Je suis sujet, je l’avoue, à ces accès de colère, mais je vous prie de les endurer avec indulgence. Ils ne durent jamais longtemps et sont inoffensifs : mon médecin, Xénophon, les attribue au surmenage, de même que mes insomnies. Je me suis trouvé récemment dans l’impossibilité de dormir après minuit ; le roulement lointain des chariots amenant dans la Ville les denrées destinées au marché me tient éveillé jusqu’à l’aube, où je parviens enfin, avec de la chance, à trouver une heure de sommeil. C’est la raison pour laquelle je somnole si souvent au tribunal après le déjeuner.
Je dois aussi vous confesser un autre défaut : une certaine tendance à me montrer rancunier. Je ne peux pas la mettre au compte du surmenage ou de la mauvaise santé, mais je me crois autorisé à dire que cette rancune, à laquelle je me laisse aller de temps en temps, n’est jamais totalement injustifiée, elle n’a jamais pour origine une aversion irrationnelle pour les traits ou le maintien de quelqu’un, ou un sentiment de jalousie vis-à-vis de sa richesse ou de ses privilèges. Elle est toujours motivée par quelque tort que l’on m’a causé sans raison et dont je n’ai jamais obtenu réparation. Par exemple, lors de ma première visite aux tribunaux, peu de temps après mon accession au trône, pour statuer sur le cas d’individus accusés de trahison, je remarquai la présence de l’audacieux magistrat qui avait jadis fait de son mieux pour s’insinuer dans les bonnes grâces de mon neveu, le défunt empereur, à mes dépens, alors que j’étais injustement jugé pour faux et usage de faux. Il s’était écrié en me montrant du doigt : « On peut lire sa culpabilité écrite sur son visage. Pourquoi prolonger les débats ? Condamne-le tout de suite, César. » N’était-il pas naturel que je m’en souvienne ? Je criai à cet individu, quand je le vis se mettre à plat ventre devant moi dès mon entrée : « Je peux lire ta culpabilité sur ton visage. Quitte ce tribunal et ne reparais plus jamais dans aucun tribunal romain ! »

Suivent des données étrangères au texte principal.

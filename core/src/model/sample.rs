use crate::model::site::SiteCategory;
use chrono::{DateTime, Utc};
use serde::{Deserialize, Serialize};
use std::fmt;

/// Closed frequency interval in Hz.
#[derive(Debug, Clone, Copy, PartialEq, Serialize, Deserialize)]
pub struct FrequencyBand {
    pub lower_hz: f64,
    pub upper_hz: f64,
}

impl FrequencyBand {
    /// Default analysis range of the experiment, 1 MHz to 30 GHz.
    pub const ANALYSIS: FrequencyBand = FrequencyBand {
        lower_hz: 1.0e6,
        upper_hz: 30.0e9,
    };

    pub fn new(lower_hz: f64, upper_hz: f64) -> Self {
        Self { lower_hz, upper_hz }
    }

    pub fn is_valid(&self) -> bool {
        self.lower_hz.is_finite()
            && self.upper_hz.is_finite()
            && self.lower_hz >= 0.0
            && self.upper_hz > self.lower_hz
    }

    pub fn width(&self) -> f64 {
        self.upper_hz - self.lower_hz
    }

    pub fn center(&self) -> f64 {
        0.5 * (self.lower_hz + self.upper_hz)
    }

    pub fn contains(&self, frequency_hz: f64) -> bool {
        frequency_hz >= self.lower_hz && frequency_hz <= self.upper_hz
    }

    /// Part of `self` inside `bounds`, if any width remains.
    pub fn clip(&self, bounds: &FrequencyBand) -> Option<FrequencyBand> {
        let lower = self.lower_hz.max(bounds.lower_hz);
        let upper = self.upper_hz.min(bounds.upper_hz);
        (upper > lower).then(|| FrequencyBand::new(lower, upper))
    }

    /// Bit-exact key for grouping readings of the same band.
    pub(crate) fn key(&self) -> (u64, u64) {
        (self.lower_hz.to_bits(), self.upper_hz.to_bits())
    }
}

impl fmt::Display for FrequencyBand {
    fn fmt(&self, f: &mut fmt::Formatter<'_>) -> fmt::Result {
        write!(f, "[{:.6e} Hz, {:.6e} Hz]", self.lower_hz, self.upper_hz)
    }
}

/// Quantity as reported by the instrument, before conversion.
#[derive(Debug, Clone, Copy, PartialEq, Serialize, Deserialize)]
#[serde(tag = "kind", rename_all = "snake_case")]
pub enum Measurement {
    PowerSpectralDensity { w_m2_hz: f64 },
    BrightnessTemperature { kelvin: f64 },
}

/// A single validated instrument reading.
#[derive(Debug, Clone, PartialEq, Serialize, Deserialize)]
pub struct Sample {
    pub timestamp: DateTime<Utc>,
    pub site_id: String,
    pub category: SiteCategory,
    pub instrument_id: String,
    pub band: FrequencyBand,
    pub measurement: Measurement,
    /// Spectral flux density after unit conversion (W/m²/Hz).
    pub psd_w_m2_hz: f64,
}

/// A meteorological station reading co-located with an RF site.
#[derive(Debug, Clone, PartialEq, Serialize, Deserialize)]
pub struct StationRecord {
    pub timestamp: DateTime<Utc>,
    pub site_id: String,
    pub instrument_id: String,
    pub temperature_k: f64,
    pub humidity_percent: f64,
}
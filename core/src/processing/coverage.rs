//! Frequency coverage of a window's bins over the analysis band.
//!
//! Interior gaps no wider than the configured maximum are bridged with a bin
//! whose PSD is interpolated between its neighbours. Wider gaps, and any gap
//! at either edge of the band, are reported as missing and contribute nothing.

use crate::math::spectral::SpectralHelper;
use crate::model::{Coverage, FrequencyBand};

/// Time-averaged reading of one frequency bin.
#[derive(Debug, Clone, PartialEq)]
pub struct BinReading {
    pub band: FrequencyBand,
    pub psd_w_m2_hz: f64,
    /// Standard error of the time-averaged PSD.
    pub sem_w_m2_hz: f64,
    pub readings: usize,
    pub fractional_error: f64,
    pub interpolated: bool,
}

#[derive(Debug, Clone)]
pub struct CoverageLayout {
    pub bins: Vec<BinReading>,
    pub coverage: Coverage,
    pub notes: Vec<String>,
}

/// Orders bins, trims overlaps and classifies the gaps between them.
pub fn lay_out(mut bins: Vec<BinReading>, band: &FrequencyBand, max_gap_hz: f64) -> CoverageLayout {
    bins.sort_by(|a, b| {
        a.band
            .lower_hz
            .total_cmp(&b.band.lower_hz)
            .then_with(|| a.band.upper_hz.total_cmp(&b.band.upper_hz))
    });

    let mut notes = Vec::new();
    let mut measured: Vec<BinReading> = Vec::with_capacity(bins.len());
    for mut bin in bins {
        if let Some(previous) = measured.last() {
            if bin.band.upper_hz <= previous.band.upper_hz {
                notes.push(format!("bin {} shadowed by {}", bin.band, previous.band));
                continue;
            }
            if bin.band.lower_hz < previous.band.upper_hz {
                bin.band.lower_hz = previous.band.upper_hz;
            }
        }
        measured.push(bin);
    }

    let covered_hz = measured.iter().map(|b| b.band.width()).sum();
    let mut missing = Vec::new();
    let mut interpolated = Vec::new();
    let mut laid_out = Vec::with_capacity(measured.len());

    match (measured.first(), measured.last()) {
        (Some(first), Some(last)) => {
            if first.band.lower_hz > band.lower_hz {
                missing.push(FrequencyBand::new(band.lower_hz, first.band.lower_hz));
            }
            for pair in measured.windows(2) {
                let (left, right) = (&pair[0], &pair[1]);
                laid_out.push(left.clone());
                if right.band.lower_hz <= left.band.upper_hz {
                    continue;
                }
                let gap = FrequencyBand::new(left.band.upper_hz, right.band.lower_hz);
                if gap.width() <= max_gap_hz {
                    let psd = SpectralHelper::interpolate(
                        (left.band.center(), left.psd_w_m2_hz),
                        (right.band.center(), right.psd_w_m2_hz),
                        gap.center(),
                    );
                    laid_out.push(BinReading {
                        band: gap,
                        psd_w_m2_hz: psd,
                        sem_w_m2_hz: left.sem_w_m2_hz.max(right.sem_w_m2_hz),
                        readings: 0,
                        fractional_error: left.fractional_error.max(right.fractional_error),
                        interpolated: true,
                    });
                    interpolated.push(gap);
                } else {
                    missing.push(gap);
                }
            }
            laid_out.push(last.clone());
            if last.band.upper_hz < band.upper_hz {
                missing.push(FrequencyBand::new(last.band.upper_hz, band.upper_hz));
            }
        }
        _ => missing.push(*band),
    }

    CoverageLayout {
        bins: laid_out,
        coverage: Coverage {
            band: *band,
            covered_hz,
            missing,
            interpolated,
        },
        notes,
    }
}
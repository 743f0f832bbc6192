pub mod spectral;
pub mod stats;
pub mod units;

pub use spectral::SpectralHelper;
pub use stats::StatsHelper;
pub use units::UnitConverter;
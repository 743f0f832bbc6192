use crate::model::sample::FrequencyBand;
use crate::model::site::SiteCategory;
use chrono::{DateTime, Duration, TimeZone, Utc};
use serde::{Deserialize, Serialize};
use std::fmt;

/// Half-open interval `[start, end)` aligned to the Unix epoch.
#[derive(Debug, Clone, Copy, PartialEq, Eq, PartialOrd, Ord, Hash, Serialize, Deserialize)]
pub struct TimeWindow {
    pub start: DateTime<Utc>,
    pub end: DateTime<Utc>,
}

impl TimeWindow {
    /// Window of `width_seconds` containing `timestamp`. The end saturates at
    /// the latest representable instant.
    pub fn containing(timestamp: DateTime<Utc>, width_seconds: i64) -> Self {
        let width = width_seconds.max(1);
        let start_secs = timestamp.timestamp().div_euclid(width) * width;
        let start = Utc
            .timestamp_opt(start_secs, 0)
            .single()
            .unwrap_or(timestamp);
        let end = Duration::try_seconds(width)
            .and_then(|span| start.checked_add_signed(span))
            .unwrap_or(DateTime::<Utc>::MAX_UTC);
        Self { start, end }
    }

    pub fn contains(&self, timestamp: DateTime<Utc>) -> bool {
        timestamp >= self.start && timestamp < self.end
    }
}

impl fmt::Display for TimeWindow {
    fn fmt(&self, f: &mut fmt::Formatter<'_>) -> fmt::Result {
        write!(f, "{}..{}", self.start.to_rfc3339(), self.end.to_rfc3339())
    }
}

/// One integrated frequency bin of an estimate.
#[derive(Debug, Clone, PartialEq, Serialize, Deserialize)]
pub struct SpectralBin {
    pub band: FrequencyBand,
    pub psd_w_m2_hz: f64,
    pub absorption_fraction: f64,
    pub contribution_w_m2: f64,
    pub uncertainty_w_m2: f64,
    pub readings: usize,
    /// Bin synthesised by bridging a gap no wider than the configured maximum.
    pub interpolated: bool,
}

/// Frequency coverage of the samples behind an estimate.
#[derive(Debug, Clone, PartialEq, Serialize, Deserialize)]
pub struct Coverage {
    pub band: FrequencyBand,
    pub covered_hz: f64,
    /// Gaps left out of the integral.
    pub missing: Vec<FrequencyBand>,
    /// Gaps bridged by interpolation.
    pub interpolated: Vec<FrequencyBand>,
}

impl Coverage {
    pub fn is_complete(&self) -> bool {
        self.missing.is_empty()
    }

    pub fn fraction(&self) -> f64 {
        let width = self.band.width();
        if width > 0.0 {
            self.covered_hz / width
        } else {
            0.0
        }
    }
}

/// Residual radiative forcing of one site over one window.
#[derive(Debug, Clone, PartialEq, Serialize, Deserialize)]
pub struct ForcingEstimate {
    pub site_id: String,
    pub category: SiteCategory,
    pub window: TimeWindow,
    /// Net forcing after baseline subtraction, clamped at zero (W/m²).
    pub forcing_w_m2: f64,
    pub unclamped_forcing_w_m2: f64,
    pub clamped: bool,
    pub gross_w_m2: f64,
    pub baseline_w_m2: f64,
    /// Propagated 1-sigma uncertainty (W/m²).
    pub uncertainty_w_m2: f64,
    /// Site samples that entered the integral.
    pub sample_count: usize,
    pub bins: Vec<SpectralBin>,
    pub coverage: Coverage,
    #[serde(default, skip_serializing_if = "Vec::is_empty")]
    pub notes: Vec<String>,
}

impl ForcingEstimate {
    /// Symmetric bounds at `z` standard deviations around the unclamped value.
    pub fn bounds(&self, z: f64) -> (f64, f64) {
        let half = z * self.uncertainty_w_m2;
        (
            self.unclamped_forcing_w_m2 - half,
            self.unclamped_forcing_w_m2 + half,
        )
    }
}

#[cfg(test)]
mod tests {
    use super::*;

    #[test]
    fn window_is_epoch_aligned() {
        let ts = Utc.with_ymd_and_hms(2024, 1, 15, 10, 42, 7).unwrap();
        let window = TimeWindow::containing(ts, 3600);
        assert_eq!(window.start, Utc.with_ymd_and_hms(2024, 1, 15, 10, 0, 0).unwrap());
        assert_eq!(window.end, Utc.with_ymd_and_hms(2024, 1, 15, 11, 0, 0).unwrap());
        assert!(window.contains(ts));
        assert!(!window.contains(window.end));
    }

    #[test]
    fn huge_window_width_saturates_instead_of_overflowing() {
        let ts = Utc.with_ymd_and_hms(2024, 1, 15, 10, 42, 7).unwrap();
        let window = TimeWindow::containing(ts, i64::MAX / 10);
        assert_eq!(window.start, Utc.timestamp_opt(0, 0).unwrap());
        assert_eq!(window.end, DateTime::<Utc>::MAX_UTC);
        assert!(window.contains(ts));
    }

    #[test]
    fn coverage_fraction_of_full_band_is_one() {
        let coverage = Coverage {
            band: FrequencyBand::new(0.0, 10.0),
            covered_hz: 10.0,
            missing: Vec::new(),
            interpolated: Vec::new(),
        };
        assert!(coverage.is_complete());
        assert_eq!(coverage.fraction(), 1.0);
    }
}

Vous connaissez tous la vieille maxime patricienne : Aquila non captat muscas. L’aigle a l’âme noble et ne chasse pas les mouches, ce qui veut dire qu’il ne poursuit pas des buts insignifiants, ou encore qu’il ne s’écarte pas de son chemin pour se venger de chétifs avortons qui l’auraient provoqué. Mais permettez-moi de citer une suite à ce proverbe dont mon noble frère, Germanicus César, fut l’auteur il y a bien longtemps :
Captat non muscas aquila ; at quaeque advolat ultro
Faucibus augustis, musca proterva perit.
Gardez cette phrase en mémoire et tout malentendu sera dissipé entre nous, nous resterons liés par l’affection mutuelle dont nous avons si souvent fait preuve les uns pour les autres.
Adieu.
(Le distique, une fois traduit, signifie : « L’aigle ne chasse pas les mouches, mais qu’une mouche impudente s’en vienne à dessein bourdonner dans son auguste gorge, elle périt aussitôt. »)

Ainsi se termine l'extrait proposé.